Queer Riis Beachgoers Celebrate Community as Demolition of Nearby Hospital Looms
With major change to an LGBTQ-favorite park on the horizon, queer beachgoers rejoiced in the annual Ms. Colombia Walk even as they face an un-shore future.
As the summer season winds down across New York City, the mostly queer sunbathers at The People’s Beach in Queens’ Jacob Riis Park worry about the fate of their stretch of sand.
“Will they close the beach down and drag us out, for our own protection?” asked Victoria Cruz, nicknamed the “Queen of Riis.” Since 1963 Cruz has been a regular at Bay 1, the beach directly in front of the long-abandoned Neponsit Hospital.

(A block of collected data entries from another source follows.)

//! Binary object storage for Kiwi.
//!
//! This crate layers a validating content store over an opaque object
//! transport (an S3-style bucket client), and a typed depot repository over
//! the content store.
//!
//! # Layers
//!
//! - [`ObjectTransport`] -- the raw bucket client: `exists`, `put`, `get`
//! - [`ContentStore`] -- validated key/blob storage with deterministic errors,
//!   implemented by [`BinaryBucket`]
//! - [`DepotRepository`] -- loads and stores [`Depot`](kiwi_types::Depot)
//!   aggregates, implemented by [`BucketDepotRepository`]
//!
//! # Design Rules
//!
//! 1. Inputs are validated before any transport call.
//! 2. Every operation makes at most one transport call. No retries, no caching.
//! 3. Transport failures are translated once, at the operation that saw them,
//!    into a [`StoreError`] with a fixed message. The transport error itself is
//!    logged, never returned.
//! 4. A missing depot is `Ok(None)`, not an error, and costs no read.
//! 5. The store never interprets payloads; only the repository does.

pub mod bucket;
pub mod checksum;
pub mod config;
pub mod content;
pub mod error;
pub mod keys;
pub mod memory;
pub mod repository;
pub mod traits;

pub use bucket::BinaryBucket;
pub use checksum::ContentChecksum;
pub use config::BucketConfig;
pub use content::{BinaryContent, OCTET_STREAM};
pub use error::{
    ConfigError, RepositoryError, RepositoryResult, StoreError, StoreResult, TransportError,
    TransportResult,
};
pub use keys::{KeyProvider, PrefixKeyProvider};
pub use memory::InMemoryObjectTransport;
pub use repository::{BucketDepotRepository, DepotRepository};
pub use traits::{ContentStore, ObjectMetadata, ObjectTransport, PutObjectRequest};

#[cfg(test)]
mod testing;
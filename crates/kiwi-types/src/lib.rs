//! Domain types for Kiwi.
//!
//! This crate provides the values shared by the storage and alerting crates.
//! It has no knowledge of transports; it only defines what is stored and what
//! is alerted on.
//!
//! # Key Types
//!
//! - [`Depot`]: The aggregate persisted as one opaque blob per identifier
//! - [`FloatingAverage`]: One evaluated snapshot: asset, quote, average, threshold
//! - [`Recommendation`]: Buy or sell, derived from a snapshot

pub mod average;
pub mod depot;
pub mod error;

pub use average::{FloatingAverage, Recommendation};
pub use depot::{Depot, MAX_DEPOT_SIZE};
pub use error::{ConfigError, TypeError, TypeResult};
use std::fmt;

pub use kiwi_types::ConfigError;
use thiserror::Error;

/// Errors from content store operations.
///
/// The `Display` text of every variant is part of the public contract; callers
/// and tests match on it verbatim.
#[derive(Debug, Error, PartialEq, Eq)]
pub enum StoreError {
    /// Rejected before reaching the transport.
    #[error("invalid input: {0}")]
    InvalidInput(String),

    #[error("Failed to store {} with key [{key}] to bucket [{bucket}]", SignedBytes(.bytes))]
    StoreFailed {
        bytes: Vec<u8>,
        key: String,
        bucket: String,
    },

    #[error("Failed to load object with key [{key}] from bucket [{bucket}]")]
    LoadFailed { key: String, bucket: String },

    #[error("Failed to check existence of object with key [{key}] in bucket [{bucket}]")]
    ExistenceCheckFailed { key: String, bucket: String },
}

/// Result alias for content store operations.
pub type StoreResult<T> = Result<T, StoreError>;

/// Errors raised by an object transport.
#[derive(Debug, Error, PartialEq, Eq)]
pub enum TransportError {
    #[error("no such key {key} in bucket {bucket}")]
    NoSuchKey { bucket: String, key: String },

    #[error("checksum mismatch for {key}: declared {declared}, computed {computed}")]
    ChecksumMismatch {
        key: String,
        declared: String,
        computed: String,
    },

    #[error("content length mismatch for {key}: declared {declared}, actual {actual}")]
    LengthMismatch {
        key: String,
        declared: u64,
        actual: u64,
    },

    #[error("transport unavailable: {0}")]
    Unavailable(String),
}

pub type TransportResult<T> = Result<T, TransportError>;

/// Errors from depot repository operations.
#[derive(Debug, Error, PartialEq, Eq)]
pub enum RepositoryError {
    /// Content store errors pass through with their message unchanged.
    #[error(transparent)]
    Store(#[from] StoreError),

    /// The stored bytes do not decode to a depot.
    #[error("Failed to parse to Depot from {}", SignedBytes(.bytes))]
    CorruptDepot { bytes: Vec<u8> },

    #[error(transparent)]
    Encode(#[from] kiwi_types::TypeError),
}

pub type RepositoryResult<T> = Result<T, RepositoryError>;

/// Renders a payload as a bracketed list of signed byte values, e.g.
/// `[1, -56, -1]`.
struct SignedBytes<'a>(&'a [u8]);

impl fmt::Display for SignedBytes<'_> {
    fn fmt(&self, f: &mut fmt::Formatter<'_>) -> fmt::Result {
        f.write_str("[")?;
        for (i, byte) in self.0.iter().enumerate() {
            if i > 0 {
                f.write_str(", ")?;
            }
            write!(f, "{}", *byte as i8)?;
        }
        f.write_str("]")
    }
}

#[cfg(test)]
mod tests {
    use super::*;

    #[test]
    fn store_failed_renders_signed_byte_list() {
        let err = StoreError::StoreFailed {
            bytes: vec![1, 200, 255],
            key: "k".into(),
            bucket: "b".into(),
        };
        assert_eq!(
            err.to_string(),
            "Failed to store [1, -56, -1] with key [k] to bucket [b]"
        );
    }

    #[test]
    fn repository_error_keeps_store_message() {
        let err = RepositoryError::from(StoreError::LoadFailed {
            key: "k".into(),
            bucket: "b".into(),
        });
        assert_eq!(
            err.to_string(),
            "Failed to load object with key [k] from bucket [b]"
        );
    }

    #[test]
    fn corrupt_depot_embeds_bytes() {
        let err = RepositoryError::CorruptDepot { bytes: vec![9, 8] };
        assert_eq!(err.to_string(), "Failed to parse to Depot from [9, 8]");
    }

    #[test]
    fn corrupt_depot_renders_high_bytes_as_negative() {
        let err = RepositoryError::CorruptDepot {
            bytes: vec![0x7f, 0x80, 0xff],
        };
        assert_eq!(err.to_string(), "Failed to parse to Depot from [127, -128, -1]");
    }

    #[test]
    fn empty_payload_renders_empty_list() {
        let err = RepositoryError::CorruptDepot { bytes: Vec::new() };
        assert_eq!(err.to_string(), "Failed to parse to Depot from []");
    }
}
use std::fmt;

use serde::{Deserialize, Serialize};

/// A single floating-average observation of an asset.
///
/// Decimal values are kept as the strings the upstream computation produced.
/// They are parsed only where a numeric comparison is needed, and always
/// echoed back verbatim when rendered, so no precision is lost or invented.
#[derive(Clone, Debug, PartialEq, Eq, Hash, Serialize, Deserialize)]
pub struct FloatingAverage {
    /// Display name of the observed asset (e.g. "Bitcoin").
    pub asset_name: String,
    /// Latest closing quote of the asset.
    pub latest_quote_value: String,
    /// Latest floating average over the observation window.
    pub latest_average: String,
    /// Deviation threshold in percent.
    pub deviation_threshold: String,
}

impl FloatingAverage {
    /// Create a snapshot from its four parts.
    pub fn new(
        asset_name: impl Into<String>,
        latest_quote_value: impl Into<String>,
        latest_average: impl Into<String>,
        deviation_threshold: impl Into<String>,
    ) -> Self {
        Self {
            asset_name: asset_name.into(),
            latest_quote_value: latest_quote_value.into(),
            latest_average: latest_average.into(),
            deviation_threshold: deviation_threshold.into(),
        }
    }

    pub fn with_latest_quote_value(mut self, value: impl Into<String>) -> Self {
        self.latest_quote_value = value.into();
        self
    }

    pub fn with_latest_average(mut self, value: impl Into<String>) -> Self {
        self.latest_average = value.into();
        self
    }

    pub fn with_deviation_threshold(mut self, value: impl Into<String>) -> Self {
        self.deviation_threshold = value.into();
        self
    }

    /// Name of the first empty field, if any.
    ///
    /// A snapshot is only evaluable when all four fields are present.
    pub fn missing_field(&self) -> Option<&'static str> {
        [
            ("asset_name", &self.asset_name),
            ("latest_quote_value", &self.latest_quote_value),
            ("latest_average", &self.latest_average),
            ("deviation_threshold", &self.deviation_threshold),
        ]
        .into_iter()
        .find(|(_, value)| value.trim().is_empty())
        .map(|(name, _)| name)
    }
}

/// What to do about an asset whose quote left the threshold band.
#[derive(Clone, Copy, Debug, PartialEq, Eq, Hash, Serialize, Deserialize)]
pub enum Recommendation {
    Buy,
    Sell,
}

impl Recommendation {
    pub fn as_str(&self) -> &'static str {
        match self {
            Self::Buy => "buy",
            Self::Sell => "sell",
        }
    }
}

impl fmt::Display for Recommendation {
    fn fmt(&self, f: &mut fmt::Formatter<'_>) -> fmt::Result {
        f.write_str(self.as_str())
    }
}
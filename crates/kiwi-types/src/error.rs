use thiserror::Error;

/// Errors produced by type operations.
#[derive(Debug, Error, PartialEq, Eq)]
pub enum TypeError {
    #[error("failed to encode depot {id}: {reason}")]
    Encode { id: String, reason: String },

    #[error("failed to decode depot: {0}")]
    Decode(String),
}

pub type TypeResult<T> = Result<T, TypeError>;

/// Errors from loading configuration.
#[derive(Debug, Error, PartialEq, Eq)]
pub enum ConfigError {
    #[error("invalid configuration: {0}")]
    Parse(String),

    #[error("invalid configuration: {field} must not be empty")]
    Empty { field: &'static str },
}
use bincode::Options;
use serde::{Deserialize, Serialize};

use crate::average::FloatingAverage;
use crate::error::{TypeError, TypeResult};

/// Upper bound on an encoded depot, enforced on both encode and decode.
pub const MAX_DEPOT_SIZE: u64 = 16 * 1024 * 1024;

/// The aggregate persisted by the repository.
///
/// A depot is stored as exactly its encoded bytes: no envelope, no version
/// header. The encoding is fixed-width bincode, which is canonical for the
/// field types used here, so `encode(decode(bytes)) == bytes` for every
/// payload that decodes at all.
#[derive(Clone, Debug, PartialEq, Eq, Serialize, Deserialize)]
pub struct Depot {
    /// Identifier; the storage key is derived from it.
    pub id: String,
    /// Observed floating averages, in insertion order.
    pub averages: Vec<FloatingAverage>,
}

impl Depot {
    /// Create an empty depot.
    pub fn new(id: impl Into<String>) -> Self {
        Self {
            id: id.into(),
            averages: Vec::new(),
        }
    }

    pub fn with_average(mut self, average: FloatingAverage) -> Self {
        self.averages.push(average);
        self
    }

    /// Look up the snapshot for an asset by name.
    pub fn average_for(&self, asset_name: &str) -> Option<&FloatingAverage> {
        self.averages.iter().find(|a| a.asset_name == asset_name)
    }

    /// Serialize to the stored byte form.
    pub fn encode(&self) -> TypeResult<Vec<u8>> {
        codec().serialize(self).map_err(|e| TypeError::Encode {
            id: self.id.clone(),
            reason: e.to_string(),
        })
    }

    /// Deserialize from the stored byte form.
    ///
    /// Trailing bytes are rejected so that a successful decode always
    /// re-encodes to the same bytes.
    pub fn decode(bytes: &[u8]) -> TypeResult<Self> {
        codec()
            .deserialize(bytes)
            .map_err(|e| TypeError::Decode(e.to_string()))
    }
}

fn codec() -> impl Options {
    bincode::DefaultOptions::new()
        .with_fixint_encoding()
        .with_limit(MAX_DEPOT_SIZE)
        .reject_trailing_bytes()
}
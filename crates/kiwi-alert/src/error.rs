pub use kiwi_types::ConfigError;
use thiserror::Error;

/// Errors from alert operations.
#[derive(Debug, Error, PartialEq, Eq)]
pub enum AlertError {
    /// The environment variable naming the topic is not set.
    #[error("notification topic variable [{variable}] is not set")]
    MissingTopic { variable: String },

    #[error("snapshot for [{asset}] is missing {field}")]
    IncompleteSnapshot { asset: String, field: &'static str },

    #[error("invalid decimal [{value}] in {field} of [{asset}]")]
    InvalidDecimal {
        asset: String,
        field: &'static str,
        value: String,
    },

    #[error("arithmetic overflow evaluating [{asset}]")]
    Overflow { asset: String },

    #[error("Failed to publish alert to topic [{topic}]")]
    PublishFailed { topic: String },
}

pub type AlertResult<T> = Result<T, AlertError>;

/// Errors raised by a notification transport.
#[derive(Debug, Error, PartialEq, Eq)]
pub enum NotificationError {
    #[error("topic not found: {0}")]
    TopicNotFound(String),

    #[error("notification transport unavailable: {0}")]
    Unavailable(String),
}
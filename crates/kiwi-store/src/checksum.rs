use std::fmt;

use serde::{Deserialize, Serialize};

/// Domain tag mixed into every content checksum.
const DOMAIN: &str = "kiwi-content-v1";

/// Checksum of a stored payload (domain-separated BLAKE3).
///
/// Sent with every put so the transport can reject a payload that was
/// altered in flight, the same role `Content-MD5` plays for S3.
#[derive(Clone, Copy, PartialEq, Eq, Hash, Serialize, Deserialize)]
pub struct ContentChecksum([u8; 32]);

impl ContentChecksum {
    /// Compute the checksum of a payload.
    pub fn compute(data: &[u8]) -> Self {
        let mut hasher = blake3::Hasher::new();
        hasher.update(DOMAIN.as_bytes());
        hasher.update(b":");
        hasher.update(data);
        Self(*hasher.finalize().as_bytes())
    }

    /// Verify that `data` produces this checksum.
    pub fn verify(&self, data: &[u8]) -> bool {
        Self::compute(data) == *self
    }

    pub fn as_bytes(&self) -> &[u8; 32] {
        &self.0
    }

    /// Hex-encoded string representation.
    pub fn to_hex(&self) -> String {
        hex::encode(self.0)
    }

    /// Parse from a hex string. Returns `None` unless it is exactly 32 bytes.
    pub fn from_hex(s: &str) -> Option<Self> {
        let bytes = hex::decode(s).ok()?;
        let arr: [u8; 32] = bytes.try_into().ok()?;
        Some(Self(arr))
    }
}

impl fmt::Debug for ContentChecksum {
    fn fmt(&self, f: &mut fmt::Formatter<'_>) -> fmt::Result {
        write!(f, "ContentChecksum({})", hex::encode(&self.0[..4]))
    }
}

impl fmt::Display for ContentChecksum {
    fn fmt(&self, f: &mut fmt::Formatter<'_>) -> fmt::Result {
        f.write_str(&self.to_hex())
    }
}

#[cfg(test)]
mod tests {
    use super::*;

    #[test]
    fn checksum_is_deterministic() {
        assert_eq!(
            ContentChecksum::compute(b"hello"),
            ContentChecksum::compute(b"hello")
        );
    }

    #[test]
    fn checksum_is_domain_separated() {
        let raw = *blake3::hash(b"hello").as_bytes();
        assert_ne!(ContentChecksum::compute(b"hello").as_bytes(), &raw);
    }

    #[test]
    fn verify_detects_tampering() {
        let sum = ContentChecksum::compute(b"original");
        assert!(sum.verify(b"original"));
        assert!(!sum.verify(b"tampered"));
    }

    #[test]
    fn hex_roundtrip() {
        let sum = ContentChecksum::compute(&[1, 2, 3]);
        assert_eq!(sum.to_hex().len(), 64);
        assert_eq!(ContentChecksum::from_hex(&sum.to_hex()), Some(sum));
    }

    #[test]
    fn from_hex_rejects_bad_input() {
        assert!(ContentChecksum::from_hex("zz").is_none());
        assert!(ContentChecksum::from_hex("abcd").is_none());
    }
}
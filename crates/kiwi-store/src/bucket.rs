use tracing::{debug, warn};

use crate::config::BucketConfig;
use crate::content::BinaryContent;
use crate::error::{StoreError, StoreResult};
use crate::traits::{ContentStore, ObjectMetadata, ObjectTransport, PutObjectRequest};

/// Content store backed by a single bucket of an object transport.
pub struct BinaryBucket<T> {
    transport: T,
    bucket_name: String,
}

impl<T: ObjectTransport> BinaryBucket<T> {
    pub fn new(transport: T, bucket_name: impl Into<String>) -> Self {
        Self {
            transport,
            bucket_name: bucket_name.into(),
        }
    }

    pub fn from_config(transport: T, config: &BucketConfig) -> Self {
        Self::new(transport, config.bucket_name.clone())
    }

    pub fn bucket_name(&self) -> &str {
        &self.bucket_name
    }

    pub fn transport(&self) -> &T {
        &self.transport
    }
}

impl<T: ObjectTransport> ContentStore for BinaryBucket<T> {
    fn store_content(&self, content: &BinaryContent) -> StoreResult<()> {
        content.validate()?;

        let request = PutObjectRequest {
            bucket: self.bucket_name.clone(),
            key: content.key().to_string(),
            bytes: content.bytes().to_vec(),
            metadata: ObjectMetadata::describe(content.bytes(), content.content_type()),
        };
        debug!(
            bucket = %self.bucket_name,
            key = content.key(),
            len = content.len(),
            checksum = %request.metadata.content_checksum,
            "put object"
        );

        self.transport.put(request).map_err(|e| {
            warn!(bucket = %self.bucket_name, key = content.key(), error = %e, "put failed");
            StoreError::StoreFailed {
                bytes: content.bytes().to_vec(),
                key: content.key().to_string(),
                bucket: self.bucket_name.clone(),
            }
        })
    }

    fn retrieve_content_for(&self, key: &str) -> StoreResult<Vec<u8>> {
        if key.is_empty() {
            return Err(StoreError::InvalidInput("key must not be empty".into()));
        }
        debug!(bucket = %self.bucket_name, key, "get object");

        self.transport.get(&self.bucket_name, key).map_err(|e| {
            warn!(bucket = %self.bucket_name, key, error = %e, "get failed");
            StoreError::LoadFailed {
                key: key.to_string(),
                bucket: self.bucket_name.clone(),
            }
        })
    }

    fn exists(&self, key: &str) -> StoreResult<bool> {
        self.transport.exists(&self.bucket_name, key).map_err(|e| {
            warn!(bucket = %self.bucket_name, key, error = %e, "existence check failed");
            StoreError::ExistenceCheckFailed {
                key: key.to_string(),
                bucket: self.bucket_name.clone(),
            }
        })
    }
}

impl<T> std::fmt::Debug for BinaryBucket<T> {
    fn fmt(&self, f: &mut std::fmt::Formatter<'_>) -> std::fmt::Result {
        f.debug_struct("BinaryBucket")
            .field("bucket_name", &self.bucket_name)
            .finish_non_exhaustive()
    }
}
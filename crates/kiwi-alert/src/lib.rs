//! Floating-average alerts for Kiwi.
//!
//! Turns [`FloatingAverage`](kiwi_types::FloatingAverage) snapshots into one
//! buy/sell recommendation message and publishes it to a notification topic.
//!
//! - [`AlertEngine`] -- pure decision and formatting, no I/O
//! - [`TopicAlert`] -- resolves the topic from the environment on every call and
//!   publishes through a [`NotificationTransport`]
//!
//! An alert call with no snapshots does nothing at all. Any other call either
//! publishes exactly one message or fails before publishing anything.

pub mod config;
pub mod engine;
pub mod env;
pub mod error;
pub mod memory;
pub mod publisher;
pub mod transport;

pub use config::AlertConfig;
pub use engine::{AlertEngine, SignalPolicy};
pub use env::{EnvironmentVariables, ProcessEnvironment, StaticEnvironment};
pub use error::{AlertError, AlertResult, ConfigError, NotificationError};
pub use memory::InMemoryNotificationTransport;
pub use publisher::{Alert, TopicAlert, DEFAULT_SUBJECT};
pub use transport::{NotificationTransport, PublishRequest};
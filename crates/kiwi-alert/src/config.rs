use serde::{Deserialize, Serialize};

use crate::engine::SignalPolicy;
use crate::error::ConfigError;
use crate::publisher::DEFAULT_SUBJECT;

/// Configuration for topic alerts.
#[derive(Clone, Debug, PartialEq, Eq, Serialize, Deserialize)]
#[serde(default)]
pub struct AlertConfig {
    /// Name of the environment variable holding the topic identifier.
    /// The variable itself is read on every alert.
    pub topic_env_variable: String,
    /// Subject line of every published message.
    pub subject: String,
    pub policy: SignalPolicy,
}

impl Default for AlertConfig {
    fn default() -> Self {
        Self {
            topic_env_variable: "KIWI_ALERT_TOPIC".into(),
            subject: DEFAULT_SUBJECT.into(),
            policy: SignalPolicy::Threshold,
        }
    }
}

impl AlertConfig {
    /// Parse from TOML. Missing fields take their defaults.
    pub fn from_toml_str(s: &str) -> Result<Self, ConfigError> {
        let config: Self = toml::from_str(s).map_err(|e| ConfigError::Parse(e.to_string()))?;
        if config.topic_env_variable.trim().is_empty() {
            return Err(ConfigError::Empty {
                field: "topic_env_variable",
            });
        }
        if config.subject.trim().is_empty() {
            return Err(ConfigError::Empty { field: "subject" });
        }
        Ok(config)
    }
}
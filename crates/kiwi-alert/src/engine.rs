use std::str::FromStr;

use kiwi_types::{FloatingAverage, Recommendation};
use rust_decimal::Decimal;
use serde::{Deserialize, Serialize};
use tracing::debug;

use crate::error::{AlertError, AlertResult};

/// How a snapshot's quote is turned into a recommendation.
#[derive(Clone, Copy, Debug, Default, PartialEq, Eq, Serialize, Deserialize)]
#[serde(rename_all = "snake_case")]
pub enum SignalPolicy {
    /// Recommend only when the quote leaves the band of `threshold` percent
    /// around the average: above it is a buy, below it a sell. Inside the band
    /// (including its edges) there is no recommendation.
    #[default]
    Threshold,
    /// Recommend by direction alone: above the average is a buy, below it a
    /// sell. For feeds that only alert once the threshold is known to be
    /// breached.
    Direction,
}

/// Decides and renders recommendations. Performs no I/O.
#[derive(Clone, Copy, Debug, Default, PartialEq, Eq)]
pub struct AlertEngine {
    policy: SignalPolicy,
}

impl AlertEngine {
    pub fn new(policy: SignalPolicy) -> Self {
        Self { policy }
    }

    pub fn policy(&self) -> SignalPolicy {
        self.policy
    }

    /// Decide what to recommend for one snapshot.
    ///
    /// Returns `Ok(None)` when the snapshot does not warrant a message.
    pub fn decide(&self, average: &FloatingAverage) -> AlertResult<Option<Recommendation>> {
        if let Some(field) = average.missing_field() {
            return Err(AlertError::IncompleteSnapshot {
                asset: average.asset_name.clone(),
                field,
            });
        }
        let quote = parse(average, "latest_quote_value", &average.latest_quote_value)?;
        let mean = parse(average, "latest_average", &average.latest_average)?;

        let recommendation = match self.policy {
            SignalPolicy::Threshold => {
                let threshold =
                    parse(average, "deviation_threshold", &average.deviation_threshold)?;
                if threshold.is_sign_negative() {
                    return Err(invalid(
                        average,
                        "deviation_threshold",
                        &average.deviation_threshold,
                    ));
                }
                let overflow = || AlertError::Overflow {
                    asset: average.asset_name.clone(),
                };
                let band = mean.checked_mul(threshold).ok_or_else(overflow)?.abs()
                    / Decimal::ONE_HUNDRED;
                let deviation = quote.checked_sub(mean).ok_or_else(overflow)?;
                if deviation > band {
                    Some(Recommendation::Buy)
                } else if deviation < -band {
                    Some(Recommendation::Sell)
                } else {
                    None
                }
            }
            SignalPolicy::Direction => match quote.cmp(&mean) {
                std::cmp::Ordering::Greater => Some(Recommendation::Buy),
                std::cmp::Ordering::Less => Some(Recommendation::Sell),
                std::cmp::Ordering::Equal => None,
            },
        };

        debug!(
            asset = %average.asset_name,
            quote = %quote,
            average = %mean,
            recommendation = ?recommendation,
            "decided"
        );
        Ok(recommendation)
    }

    /// Render the message for one snapshot.
    ///
    /// Every value is echoed exactly as the snapshot carries it.
    pub fn render(average: &FloatingAverage, recommendation: Recommendation) -> String {
        format!(
            "Recommendation: {recommendation} {asset}!\n\
             The current closing value {quote} of observed asset {asset} \
             deviates more than {threshold} percent from the current floating average of {mean}.",
            asset = average.asset_name,
            quote = average.latest_quote_value,
            threshold = average.deviation_threshold,
            mean = average.latest_average,
        )
    }

    /// Render all signalling snapshots into one message, in input order,
    /// separated by a blank line.
    ///
    /// Returns `Ok(None)` when no snapshot signals. Fails on the first
    /// malformed snapshot, so a batch is rendered completely or not at all.
    pub fn compose(&self, averages: &[FloatingAverage]) -> AlertResult<Option<String>> {
        let mut messages = Vec::with_capacity(averages.len());
        for average in averages {
            if let Some(recommendation) = self.decide(average)? {
                messages.push(Self::render(average, recommendation));
            }
        }
        if messages.is_empty() {
            return Ok(None);
        }
        Ok(Some(messages.join("\n\n")))
    }
}

fn parse(average: &FloatingAverage, field: &'static str, value: &str) -> AlertResult<Decimal> {
    Decimal::from_str(value.trim()).map_err(|_| invalid(average, field, value))
}

fn invalid(average: &FloatingAverage, field: &'static str, value: &str) -> AlertError {
    AlertError::InvalidDecimal {
        asset: average.asset_name.clone(),
        field,
        value: value.to_string(),
    }
}
pub mod adapters;
pub mod config;
pub mod domain;
pub mod error;
pub mod handlers;
pub mod ports;
pub mod schemas;
pub mod services;
pub mod signing;

use std::sync::Arc;

use axum::{
    routing::{get, post},
    Router,
};

use crate::services::PaymentService;

#[derive(Clone)]
pub struct AppState {
    pub payments: Arc<PaymentService>,
    pub environment: String,
}

pub fn create_app(state: AppState) -> Router {
    Router::new()
        .route("/health", get(handlers::health))
        .route("/payments", post(handlers::payments::create_payment))
        .route("/payments/webhook", post(handlers::webhook::payment_webhook))
        .route("/payments/:id", get(handlers::payments::payment_status))
        .route("/payments/:id/verify", post(handlers::payments::verify_payment))
        .route(
            "/payments/:id/simulate",
            post(handlers::payments::simulate_payment),
        )
        .with_state(state)
}
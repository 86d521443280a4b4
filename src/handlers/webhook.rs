use axum::{extract::State, response::IntoResponse, Json};

use crate::error::PaymentError;
use crate::schemas::{ResolveResponse, WebhookRequest};
use crate::AppState;

/// Provider webhook. Idempotent under provider retries: a repeated delivery
/// lands on an already-terminal record and comes back `already_resolved`
/// without a second state change or reconciliation.
pub async fn payment_webhook(
    State(state): State<AppState>,
    Json(body): Json<WebhookRequest>,
) -> Result<impl IntoResponse, PaymentError> {
    let outcome = state
        .payments
        .resolve(
            &body.id,
            &body.status,
            body.signature.as_deref(),
            body.provider_reference.as_deref(),
        )
        .await?;

    // The reported amount is informational; the signed payload is the source
    // of truth. A mismatch is suspicious enough to log.
    if let Some(reported) = &body.amount {
        let stored = &outcome.transaction().amount;
        if reported != stored {
            tracing::warn!(
                id = %body.id,
                reported = %reported,
                stored = %stored,
                "webhook amount differs from stored transaction amount"
            );
        }
    }

    Ok(Json(ResolveResponse::from(outcome)))
}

In May, THE CITY reported on plans to demolish the crumbling hospital buildings that border the clothing-optional beach. According to NYC Health and Hospitals Corporation (HHC) officials, the teardown is scheduled for after Sept. 16, “once beach season ends.”
Riis lies within Gateway National Recreation Area, part of the National Park Service, while the hospital sits on city-owned land.
Queer beachgoers plan to perform “closing rituals” for the building at sunset that evening, meeting up at the beloved Ms. Colombia memorial that hangs on a rusted fence surrounding the hospital.
The site honors the late queer icon Ms. Colombia, also known as Oswaldo Gomez, who is believed to have drowned at Bay 1 in 2018. Last Saturday, more than one hundred beachgoers gathered at the shrine for the 4th Annual Ms. Colombia Walk, the last on the beach before the demolition.
There, carefully placed roses poked through the chain-link fence, decorating two likenesses of Ms. Colombia draped in tulle and technicolor, topped off by replicas of her famous parrot Rosita.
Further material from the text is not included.